-- Data provided follows --

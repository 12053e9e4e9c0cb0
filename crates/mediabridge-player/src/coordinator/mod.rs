//! Per-player control thread.
//!
//! One coordinator owns one native player adapter and serializes everything
//! that touches it: application commands, snapshot queries, listener
//! lifecycle and native engine notifications all pass through a single
//! `crossbeam_channel::select!` loop, so no adapter access ever races.

use std::sync::Arc;
use std::thread::{self, JoinHandle};

use crossbeam_channel::{Receiver, Sender};
use tracing::{info, warn};

use mediabridge_core::{Command, MediaItem, PlayerStateSnapshot, PlayerTracksSnapshot, TrackType};

use crate::adapter::{
    LoadToken, NativeEventKind, NativeNotification, NativePlayerAdapter, NativeSubscription,
    NotificationSink,
};
use crate::config::PlayerConfig;
use crate::error::PlayerError;
use crate::listener::PlaybackListener;

mod commands;
mod ctrl;
mod notifications;
mod snapshot;
mod tracks;

use commands::handle_command;
use ctrl::{detach_listener, handle_ctrl};
use notifications::handle_notification;
use snapshot::build_state_snapshot;

#[cfg(test)]
#[path = "../tests/coordinator/mod.rs"]
mod tests;

/// Successful command payloads.
#[derive(Debug, Clone, PartialEq)]
pub enum CommandResponse {
    Ack,
    /// Outcome of a by-language selection: whether any group matched.
    Matched { found: bool },
}

struct CommandMessage {
    command: Command,
    resp_tx: Option<tokio::sync::oneshot::Sender<Result<CommandResponse, PlayerError>>>,
}

/// Control-plane requests that are not part of the command schema.
enum CoordinatorCtrl {
    GetStateSnapshot {
        resp_tx: tokio::sync::oneshot::Sender<PlayerStateSnapshot>,
    },
    GetTracksSnapshot {
        resp_tx: tokio::sync::oneshot::Sender<PlayerTracksSnapshot>,
    },
    AttachListener {
        listener: Arc<dyn PlaybackListener>,
    },
    DetachListener,
}

/// Handle used by higher layers (e.g. the platform channel) to drive one
/// player.
#[derive(Clone)]
pub struct PlayerHandle {
    player_id: String,
    cmd_tx: Sender<CommandMessage>,
    ctrl_tx: Sender<CoordinatorCtrl>,
}

impl PlayerHandle {
    pub fn player_id(&self) -> &str {
        &self.player_id
    }

    async fn send_command_async(
        &self,
        operation: &'static str,
        cmd: Command,
    ) -> Result<CommandResponse, PlayerError> {
        let (resp_tx, resp_rx) = tokio::sync::oneshot::channel();
        self.cmd_tx
            .send(CommandMessage {
                command: cmd,
                resp_tx: Some(resp_tx),
            })
            .map_err(|_| PlayerError::ControlThreadExited { operation })?;
        resp_rx
            .await
            .map_err(|_| PlayerError::ResponseDropped { operation })?
    }

    /// Generic entry point for serialized commands. Most commands answer
    /// [`CommandResponse::Ack`]; by-language track selection answers
    /// [`CommandResponse::Matched`].
    pub async fn dispatch_command(&self, cmd: Command) -> Result<CommandResponse, PlayerError> {
        self.send_command_async("dispatch_command", cmd).await
    }

    fn expect_ack(resp: CommandResponse) -> Result<(), PlayerError> {
        match resp {
            CommandResponse::Ack => Ok(()),
            CommandResponse::Matched { .. } => Err(PlayerError::UnexpectedResponse),
        }
    }

    pub async fn play(&self) -> Result<(), PlayerError> {
        Self::expect_ack(self.send_command_async("play", Command::Play).await?)
    }

    pub async fn pause(&self) -> Result<(), PlayerError> {
        Self::expect_ack(self.send_command_async("pause", Command::Pause).await?)
    }

    pub async fn seek_to(&self, position_ms: f64) -> Result<(), PlayerError> {
        Self::expect_ack(
            self.send_command_async("seek_to", Command::SeekTo { position_ms })
                .await?,
        )
    }

    pub async fn set_volume(&self, volume: f64) -> Result<(), PlayerError> {
        Self::expect_ack(
            self.send_command_async("set_volume", Command::SetVolume { volume })
                .await?,
        )
    }

    pub async fn set_playback_speed(&self, speed: f64) -> Result<(), PlayerError> {
        Self::expect_ack(
            self.send_command_async("set_playback_speed", Command::SetPlaybackSpeed { speed })
                .await?,
        )
    }

    /// Resolves once the native engine finishes preparing the item, or with
    /// [`PlayerError::LoadSuperseded`] when a newer load replaces this one
    /// first.
    pub async fn replace_current_media_item(
        &self,
        item: MediaItem,
        autoplay: bool,
    ) -> Result<(), PlayerError> {
        Self::expect_ack(
            self.send_command_async(
                "replace_current_media_item",
                Command::ReplaceCurrentMediaItem { item, autoplay },
            )
            .await?,
        )
    }

    pub async fn queue_media_item(&self, item: MediaItem) -> Result<(), PlayerError> {
        Self::expect_ack(
            self.send_command_async("queue_media_item", Command::QueueMediaItem { item })
                .await?,
        )
    }

    pub async fn stop(&self, reset: bool) -> Result<(), PlayerError> {
        Self::expect_ack(
            self.send_command_async("stop", Command::Stop { reset })
                .await?,
        )
    }

    pub async fn set_selected_track(
        &self,
        track_type: TrackType,
        track_id: Option<String>,
    ) -> Result<(), PlayerError> {
        Self::expect_ack(
            self.send_command_async(
                "set_selected_track",
                Command::SetSelectedTrack {
                    track_type,
                    track_id,
                },
            )
            .await?,
        )
    }

    /// Returns whether any track group of `track_type` matched `language`.
    pub async fn set_selected_track_by_language(
        &self,
        track_type: TrackType,
        language: String,
    ) -> Result<bool, PlayerError> {
        match self
            .send_command_async(
                "set_selected_track_by_language",
                Command::SetSelectedTrackByLanguage {
                    track_type,
                    language,
                },
            )
            .await?
        {
            CommandResponse::Matched { found } => Ok(found),
            CommandResponse::Ack => Err(PlayerError::UnexpectedResponse),
        }
    }

    pub async fn set_fullscreen(&self, is_fullscreen: bool) -> Result<(), PlayerError> {
        Self::expect_ack(
            self.send_command_async("set_fullscreen", Command::SetFullscreen { is_fullscreen })
                .await?,
        )
    }

    pub async fn shutdown(&self) -> Result<(), PlayerError> {
        Self::expect_ack(self.send_command_async("shutdown", Command::Shutdown).await?)
    }

    pub async fn state_snapshot(&self) -> Result<PlayerStateSnapshot, PlayerError> {
        let (resp_tx, resp_rx) = tokio::sync::oneshot::channel();
        self.ctrl_tx
            .send(CoordinatorCtrl::GetStateSnapshot { resp_tx })
            .map_err(|_| PlayerError::ControlThreadExited {
                operation: "state_snapshot",
            })?;
        resp_rx.await.map_err(|_| PlayerError::ResponseDropped {
            operation: "state_snapshot",
        })
    }

    pub async fn tracks_snapshot(&self) -> Result<PlayerTracksSnapshot, PlayerError> {
        let (resp_tx, resp_rx) = tokio::sync::oneshot::channel();
        self.ctrl_tx
            .send(CoordinatorCtrl::GetTracksSnapshot { resp_tx })
            .map_err(|_| PlayerError::ControlThreadExited {
                operation: "tracks_snapshot",
            })?;
        resp_rx.await.map_err(|_| PlayerError::ResponseDropped {
            operation: "tracks_snapshot",
        })
    }

    /// Replaces any previously attached listener. Attaching the same logical
    /// listener twice never duplicates native subscriptions.
    pub fn attach_listener(&self, listener: Arc<dyn PlaybackListener>) {
        let _ = self
            .ctrl_tx
            .send(CoordinatorCtrl::AttachListener { listener });
    }

    pub fn detach_listener(&self) {
        let _ = self.ctrl_tx.send(CoordinatorCtrl::DetachListener);
    }
}

/// Spawns the control thread for one player instance and returns its handle.
pub fn start_player(
    player_id: impl Into<String>,
    adapter: Box<dyn NativePlayerAdapter>,
    config: PlayerConfig,
) -> PlayerHandle {
    let player_id = player_id.into();
    let (cmd_tx, cmd_rx) = crossbeam_channel::unbounded();
    let (ctrl_tx, ctrl_rx) = crossbeam_channel::unbounded();
    let (native_tx, native_rx) = crossbeam_channel::unbounded();

    let thread_player_id = player_id.clone();
    let _join: JoinHandle<()> = thread::Builder::new()
        .name(format!("mediabridge-control-{player_id}"))
        .spawn(move || {
            run_control_loop(
                thread_player_id,
                adapter,
                config,
                ControlLoopChannels {
                    cmd_rx,
                    ctrl_rx,
                    native_rx,
                    native_tx,
                },
            )
        })
        .expect("failed to spawn mediabridge-control thread");

    PlayerHandle {
        player_id,
        cmd_tx,
        ctrl_tx,
    }
}

struct ControlLoopChannels {
    cmd_rx: Receiver<CommandMessage>,
    ctrl_rx: Receiver<CoordinatorCtrl>,
    native_rx: Receiver<NativeNotification>,
    native_tx: Sender<NativeNotification>,
}

/// A load request whose native preparation has not completed yet.
struct PendingLoad {
    token: LoadToken,
    resp_tx: Option<tokio::sync::oneshot::Sender<Result<CommandResponse, PlayerError>>>,
}

struct CoordinatorState {
    player_id: String,
    config: PlayerConfig,
    is_fullscreen: bool,
    load_seq: u64,
    pending_load: Option<PendingLoad>,
    listener: Option<Arc<dyn PlaybackListener>>,
    listener_subscriptions: Vec<NativeSubscription>,
    prepare_subscription: Option<NativeSubscription>,
}

impl CoordinatorState {
    fn new(player_id: String, config: PlayerConfig) -> Self {
        Self {
            player_id,
            config,
            is_fullscreen: false,
            load_seq: 0,
            pending_load: None,
            listener: None,
            listener_subscriptions: Vec::new(),
            prepare_subscription: None,
        }
    }

    fn next_load_token(&mut self) -> LoadToken {
        self.load_seq = self.load_seq.wrapping_add(1);
        LoadToken::new(self.load_seq)
    }
}

struct CommandCtx<'a> {
    state: &'a mut CoordinatorState,
    adapter: &'a mut dyn NativePlayerAdapter,
    sink: &'a NotificationSink,
}

fn run_control_loop(
    player_id: String,
    mut adapter: Box<dyn NativePlayerAdapter>,
    config: PlayerConfig,
    channels: ControlLoopChannels,
) {
    let ControlLoopChannels {
        cmd_rx,
        ctrl_rx,
        native_rx,
        native_tx,
    } = channels;

    info!(player_id, "control thread started");
    let refresh_interval = config.refresh_interval;
    let mut state = CoordinatorState::new(player_id, config);
    let sink = NotificationSink::new(native_tx);

    // Prepare completions gate command responses, so this subscription lives
    // for the whole coordinator rather than with the listener set.
    state.prepare_subscription =
        Some(adapter.subscribe(NativeEventKind::PrepareResult, sink.clone()));

    let tick = crossbeam_channel::tick(refresh_interval);

    loop {
        crossbeam_channel::select! {
            recv(cmd_rx) -> msg => {
                let Ok(msg) = msg else { break };
                let mut ctx = CommandCtx {
                    state: &mut state,
                    adapter: adapter.as_mut(),
                    sink: &sink,
                };
                if handle_command(msg, &mut ctx) {
                    break;
                }
            }
            recv(ctrl_rx) -> msg => {
                let Ok(msg) = msg else { break };
                let mut ctx = CommandCtx {
                    state: &mut state,
                    adapter: adapter.as_mut(),
                    sink: &sink,
                };
                handle_ctrl(msg, &mut ctx);
            }
            recv(native_rx) -> msg => {
                let Ok(msg) = msg else { break };
                handle_notification(msg, &mut state, adapter.as_mut());
            }
            recv(tick) -> _ => {
                push_state_update(&state, adapter.as_ref());
            }
        }
    }

    if let Some(pending) = state.pending_load.take() {
        warn!(
            player_id = state.player_id,
            token = pending.token.value(),
            "load still pending at shutdown"
        );
        if let Some(resp_tx) = pending.resp_tx {
            let _ = resp_tx.send(Err(PlayerError::ControlThreadExited {
                operation: "replace_current_media_item",
            }));
        }
    }
    detach_listener(&mut state);
    if let Some(subscription) = state.prepare_subscription.take() {
        subscription.cancel();
    }
    info!(player_id = state.player_id, "control thread exited");
}

/// Pushes a fresh snapshot to the attached listener, if any.
fn push_state_update(state: &CoordinatorState, adapter: &dyn NativePlayerAdapter) {
    if let Some(listener) = state.listener.as_ref() {
        listener.on_player_state_update(build_state_snapshot(state, adapter));
    }
}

-- Data provided concluded --

Search the records above for the string "CommandMessage" and copy each line that holds it.

◆ Your solution ◆
struct CommandMessage {
    cmd_tx: Sender<CommandMessage>,
            .send(CommandMessage {
    cmd_rx: Receiver<CommandMessage>,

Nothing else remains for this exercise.